Assignment. Please restate each entry that follows word for word.

===== Task inputs =====

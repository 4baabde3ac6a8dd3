//! Chunk store: SQLite table of chunk records keyed by (file id, order), insert-if-absent.

use std::net::Ipv4Addr;
use std::path::Path;
use std::sync::{Arc, Mutex};

use chunkpod_core::identity::{checksum_from_hex, checksum_to_hex};
use chunkpod_core::{ChunkRecord, FileId, Node};
use rusqlite::{params, Connection, OptionalExtension, Row};

const SCHEMA: &str = "CREATE TABLE IF NOT EXISTS file_chunks (
    file_id TEXT NOT NULL,
    file_name TEXT NOT NULL,
    size INTEGER NOT NULL,
    chunk_order INTEGER NOT NULL,
    num_chunks INTEGER NOT NULL,
    checksum TEXT NOT NULL,
    next_ip TEXT,
    next_port INTEGER,
    data BLOB NOT NULL,
    PRIMARY KEY (file_id, chunk_order)
);";

const SELECT_COLUMNS: &str =
    "SELECT file_id, file_name, size, chunk_order, num_chunks, checksum, next_ip, next_port, data FROM file_chunks";

/// Summary of one file held locally.
#[derive(Debug, Clone, PartialEq, Eq)]
pub struct StoredFile {
    pub file_id: FileId,
    pub file_name: String,
    pub num_chunks: u16,
    pub chunks_held: usize,
}

/// Shared handle; SQLite calls run on the blocking pool.
#[derive(Clone)]
pub struct ChunkStore {
    conn: Arc<Mutex<Connection>>,
}

impl ChunkStore {
    pub fn open(path: impl AsRef<Path>) -> Result<Self, StoreError> {
        Self::from_connection(Connection::open(path)?)
    }

    #[cfg(test)]
    pub fn open_in_memory() -> Result<Self, StoreError> {
        Self::from_connection(Connection::open_in_memory()?)
    }

    fn from_connection(conn: Connection) -> Result<Self, StoreError> {
        conn.execute_batch(SCHEMA)?;
        Ok(Self {
            conn: Arc::new(Mutex::new(conn)),
        })
    }

    async fn with_conn<T, F>(&self, f: F) -> Result<T, StoreError>
    where
        T: Send + 'static,
        F: FnOnce(&Connection) -> Result<T, StoreError> + Send + 'static,
    {
        let conn = self.conn.clone();
        tokio::task::spawn_blocking(move || {
            let guard = conn.lock().map_err(|_| StoreError::Poisoned)?;
            f(&guard)
        })
        .await?
    }

    /// Insert a chunk unless (file id, order) already exists. Returns true if a row was added;
    /// an existing row is never overwritten.
    pub async fn insert(&self, chunk: ChunkRecord) -> Result<bool, StoreError> {
        self.with_conn(move |conn| {
            let n = conn.execute(
                "INSERT OR IGNORE INTO file_chunks
                 (file_id, file_name, size, chunk_order, num_chunks, checksum, next_ip, next_port, data)
                 VALUES (?1, ?2, ?3, ?4, ?5, ?6, ?7, ?8, ?9)",
                params![
                    chunk.file_id.to_hex(),
                    chunk.file_name,
                    chunk.size(),
                    chunk.order,
                    chunk.num_chunks,
                    checksum_to_hex(&chunk.file_checksum),
                    chunk.next_node.ip.to_string(),
                    chunk.next_node.port,
                    chunk.data,
                ],
            )?;
            Ok(n > 0)
        })
        .await
    }

    /// Every stored chunk of `file_id`, ascending by order.
    pub async fn chunks_for_file(&self, file_id: FileId) -> Result<Vec<ChunkRecord>, StoreError> {
        self.with_conn(move |conn| {
            let mut stmt = conn.prepare(&format!(
                "{SELECT_COLUMNS} WHERE file_id = ?1 ORDER BY chunk_order"
            ))?;
            let rows = stmt.query_map(params![file_id.to_hex()], read_row)?;
            let mut out = Vec::new();
            for row in rows {
                out.push(row_to_chunk(row?)?);
            }
            Ok(out)
        })
        .await
    }

    pub async fn chunk(
        &self,
        file_id: FileId,
        order: u16,
    ) -> Result<Option<ChunkRecord>, StoreError> {
        self.with_conn(move |conn| {
            let row = conn
                .query_row(
                    &format!("{SELECT_COLUMNS} WHERE file_id = ?1 AND chunk_order = ?2"),
                    params![file_id.to_hex(), order],
                    read_row,
                )
                .optional()?;
            row.map(row_to_chunk).transpose()
        })
        .await
    }

    pub async fn stored_files(&self) -> Result<Vec<StoredFile>, StoreError> {
        self.with_conn(|conn| {
            let mut stmt = conn.prepare(
                "SELECT file_id, MIN(file_name), MAX(num_chunks), COUNT(*)
                 FROM file_chunks GROUP BY file_id ORDER BY MIN(file_name)",
            )?;
            let rows = stmt.query_map([], |row| {
                Ok((
                    row.get::<_, String>(0)?,
                    row.get::<_, String>(1)?,
                    row.get::<_, u16>(2)?,
                    row.get::<_, usize>(3)?,
                ))
            })?;
            let mut out = Vec::new();
            for row in rows {
                let (file_id, file_name, num_chunks, chunks_held) = row?;
                out.push(StoredFile {
                    file_id: parse_file_id(&file_id)?,
                    file_name,
                    num_chunks,
                    chunks_held,
                });
            }
            Ok(out)
        })
        .await
    }
}

struct RawRow {
    file_id: String,
    file_name: String,
    size: u16,
    order: u16,
    num_chunks: u16,
    checksum: String,
    next_ip: Option<String>,
    next_port: Option<u16>,
    data: Vec<u8>,
}

fn read_row(row: &Row<'_>) -> rusqlite::Result<RawRow> {
    Ok(RawRow {
        file_id: row.get(0)?,
        file_name: row.get(1)?,
        size: row.get(2)?,
        order: row.get(3)?,
        num_chunks: row.get(4)?,
        checksum: row.get(5)?,
        next_ip: row.get(6)?,
        next_port: row.get(7)?,
        data: row.get(8)?,
    })
}

fn parse_file_id(s: &str) -> Result<FileId, StoreError> {
    FileId::from_hex(s.as_bytes()).map_err(|e| StoreError::Corrupt(format!("file_id: {e}")))
}

fn row_to_chunk(raw: RawRow) -> Result<ChunkRecord, StoreError> {
    if raw.data.len() != raw.size as usize {
        return Err(StoreError::Corrupt(format!(
            "size {} but {} data bytes",
            raw.size,
            raw.data.len()
        )));
    }
    let next_node = match (raw.next_ip, raw.next_port) {
        (Some(ip), Some(port)) => {
            let ip: Ipv4Addr = ip
                .parse()
                .map_err(|_| StoreError::Corrupt(format!("next_ip {ip:?}")))?;
            Node::new(ip, port)
        }
        _ => Node::NULL,
    };
    Ok(ChunkRecord {
        file_id: parse_file_id(&raw.file_id)?,
        order: raw.order,
        num_chunks: raw.num_chunks,
        file_checksum: checksum_from_hex(raw.checksum.as_bytes())
            .map_err(|e| StoreError::Corrupt(format!("checksum: {e}")))?,
        next_node,
        file_name: raw.file_name,
        data: raw.data,
    })
}

#[derive(Debug, thiserror::Error)]
pub enum StoreError {
    #[error("sqlite: {0}")]
    Sqlite(#[from] rusqlite::Error),
    #[error("blocking task failed: {0}")]
    Join(#[from] tokio::task::JoinError),
    #[error("store lock poisoned")]
    Poisoned,
    #[error("corrupt row: {0}")]
    Corrupt(String),
}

=====

Written response.
repository 4baabde3ac6a8dd3
//! Chunk store: SQLite table of chunk records keyed by (file id, order), insert-if-absent.

use std::net::Ipv4Addr;
use std::path::Path;
use std::sync::{Arc, Mutex};

use chunkpod_core::identity::{checksum_from_hex, checksum_to_hex};
use chunkpod_core::{ChunkRecord, FileId, Node};
use rusqlite::{params, Connection, OptionalExtension, Row};

const SCHEMA: &str = "CREATE TABLE IF NOT EXISTS file_chunks (
    file_id TEXT NOT NULL,
    file_name TEXT NOT NULL,
    size INTEGER NOT NULL,
    chunk_order INTEGER NOT NULL,
    num_chunks INTEGER NOT NULL,
    checksum TEXT NOT NULL,
    next_ip TEXT,
    next_port INTEGER,
    data BLOB NOT NULL,
    PRIMARY KEY (file_id, chunk_order)
);";

const SELECT_COLUMNS: &str =
    "SELECT file_id, file_name, size, chunk_order, num_chunks, checksum, next_ip, next_port, data FROM file_chunks";

/// Summary of one file held locally.
#[derive(Debug, Clone, PartialEq, Eq)]
pub struct StoredFile {
    pub file_id: FileId,
    pub file_name: String,
    pub num_chunks: u16,
    pub chunks_held: usize,
}

/// Shared handle; SQLite calls run on the blocking pool.
#[derive(Clone)]
pub struct ChunkStore {
    conn: Arc<Mutex<Connection>>,
}

impl ChunkStore {
    pub fn open(path: impl AsRef<Path>) -> Result<Self, StoreError> {
        Self::from_connection(Connection::open(path)?)
    }

    #[cfg(test)]
    pub fn open_in_memory() -> Result<Self, StoreError> {
        Self::from_connection(Connection::open_in_memory()?)
    }

    fn from_connection(conn: Connection) -> Result<Self, StoreError> {
        conn.execute_batch(SCHEMA)?;
        Ok(Self {
            conn: Arc::new(Mutex::new(conn)),
        })
    }

    async fn with_conn<T, F>(&self, f: F) -> Result<T, StoreError>
    where
        T: Send + 'static,
        F: FnOnce(&Connection) -> Result<T, StoreError> + Send + 'static,
    {
        let conn = self.conn.clone();
        tokio::task::spawn_blocking(move || {
            let guard = conn.lock().map_err(|_| StoreError::Poisoned)?;
            f(&guard)
        })
        .await?
    }

    /// Insert a chunk unless (file id, order) already exists. Returns true if a row was added;
    /// an existing row is never overwritten.
    pub async fn insert(&self, chunk: ChunkRecord) -> Result<bool, StoreError> {
        self.with_conn(move |conn| {
            let n = conn.execute(
                "INSERT OR IGNORE INTO file_chunks
                 (file_id, file_name, size, chunk_order, num_chunks, checksum, next_ip, next_port, data)
                 VALUES (?1, ?2, ?3, ?4, ?5, ?6, ?7, ?8, ?9)",
                params![
                    chunk.file_id.to_hex(),
                    chunk.file_name,
                    chunk.size(),
                    chunk.order,
                    chunk.num_chunks,
                    checksum_to_hex(&chunk.file_checksum),
                    chunk.next_node.ip.to_string(),
                    chunk.next_node.port,
                    chunk.data,
                ],
            )?;
            Ok(n > 0)
        })
        .await
    }

    /// Every stored chunk of `file_id`, ascending by order.
    pub async fn chunks_for_file(&self, file_id: FileId) -> Result<Vec<ChunkRecord>, StoreError> {
        self.with_conn(move |conn| {
            let mut stmt = conn.prepare(&format!(
                "{SELECT_COLUMNS} WHERE file_id = ?1 ORDER BY chunk_order"
            ))?;
            let rows = stmt.query_map(params![file_id.to_hex()], read_row)?;
            let mut out = Vec::new();
            for row in rows {
                out.push(row_to_chunk(row?)?);
            }
            Ok(out)
        })
        .await
    }

    pub async fn chunk(
        &self,
        file_id: FileId,
        order: u16,
    ) -> Result<Option<ChunkRecord>, StoreError> {
        self.with_conn(move |conn| {
            let row = conn
                .query_row(
                    &format!("{SELECT_COLUMNS} WHERE file_id = ?1 AND chunk_order = ?2"),
                    params![file_id.to_hex(), order],
                    read_row,
                )
                .optional()?;
            row.map(row_to_chunk).transpose()
        })
        .await
    }

    pub async fn stored_files(&self) -> Result<Vec<StoredFile>, StoreError> {
        self.with_conn(|conn| {
            let mut stmt = conn.prepare(
                "SELECT file_id, MIN(file_name), MAX(num_chunks), COUNT(*)
                 FROM file_chunks GROUP BY file_id ORDER BY MIN(file_name)",
            )?;
            let rows = stmt.query_map([], |row| {
                Ok((
                    row.get::<_, String>(0)?,
                    row.get::<_, String>(1)?,
                    row.get::<_, u16>(2)?,
                    row.get::<_, usize>(3)?,
                ))
            })?;
            let mut out = Vec::new();
            for row in rows {
                let (file_id, file_name, num_chunks, chunks_held) = row?;
                out.push(StoredFile {
                    file_id: parse_file_id(&file_id)?,
                    file_name,
                    num_chunks,
                    chunks_held,
                });
            }
            Ok(out)
        })
        .await
    }
}

struct RawRow {
    file_id: String,
    file_name: String,
    size: u16,
    order: u16,
    num_chunks: u16,
    checksum: String,
    next_ip: Option<String>,
    next_port: Option<u16>,
    data: Vec<u8>,
}

fn read_row(row: &Row<'_>) -> rusqlite::Result<RawRow> {
    Ok(RawRow {
        file_id: row.get(0)?,
        file_name: row.get(1)?,
        size: row.get(2)?,
        order: row.get(3)?,
        num_chunks: row.get(4)?,
        checksum: row.get(5)?,
        next_ip: row.get(6)?,
        next_port: row.get(7)?,
        data: row.get(8)?,
    })
}

fn parse_file_id(s: &str) -> Result<FileId, StoreError> {
    FileId::from_hex(s.as_bytes()).map_err(|e| StoreError::Corrupt(format!("file_id: {e}")))
}

fn row_to_chunk(raw: RawRow) -> Result<ChunkRecord, StoreError> {
    if raw.data.len() != raw.size as usize {
        return Err(StoreError::Corrupt(format!(
            "size {} but {} data bytes",
            raw.size,
            raw.data.len()
        )));
    }
    let next_node = match (raw.next_ip, raw.next_port) {
        (Some(ip), Some(port)) => {
            let ip: Ipv4Addr = ip
                .parse()
                .map_err(|_| StoreError::Corrupt(format!("next_ip {ip:?}")))?;
            Node::new(ip, port)
        }
        _ => Node::NULL,
    };
    Ok(ChunkRecord {
        file_id: parse_file_id(&raw.file_id)?,
        order: raw.order,
        num_chunks: raw.num_chunks,
        file_checksum: checksum_from_hex(raw.checksum.as_bytes())
            .map_err(|e| StoreError::Corrupt(format!("checksum: {e}")))?,
        next_node,
        file_name: raw.file_name,
        data: raw.data,
    })
}

#[derive(Debug, thiserror::Error)]
pub enum StoreError {
    #[error("sqlite: {0}")]
    Sqlite(#[from] rusqlite::Error),
    #[error("blocking task failed: {0}")]
    Join(#[from] tokio::task::JoinError),
    #[error("store lock poisoned")]
    Poisoned,
    #[error("corrupt row: {0}")]
    Corrupt(String),
}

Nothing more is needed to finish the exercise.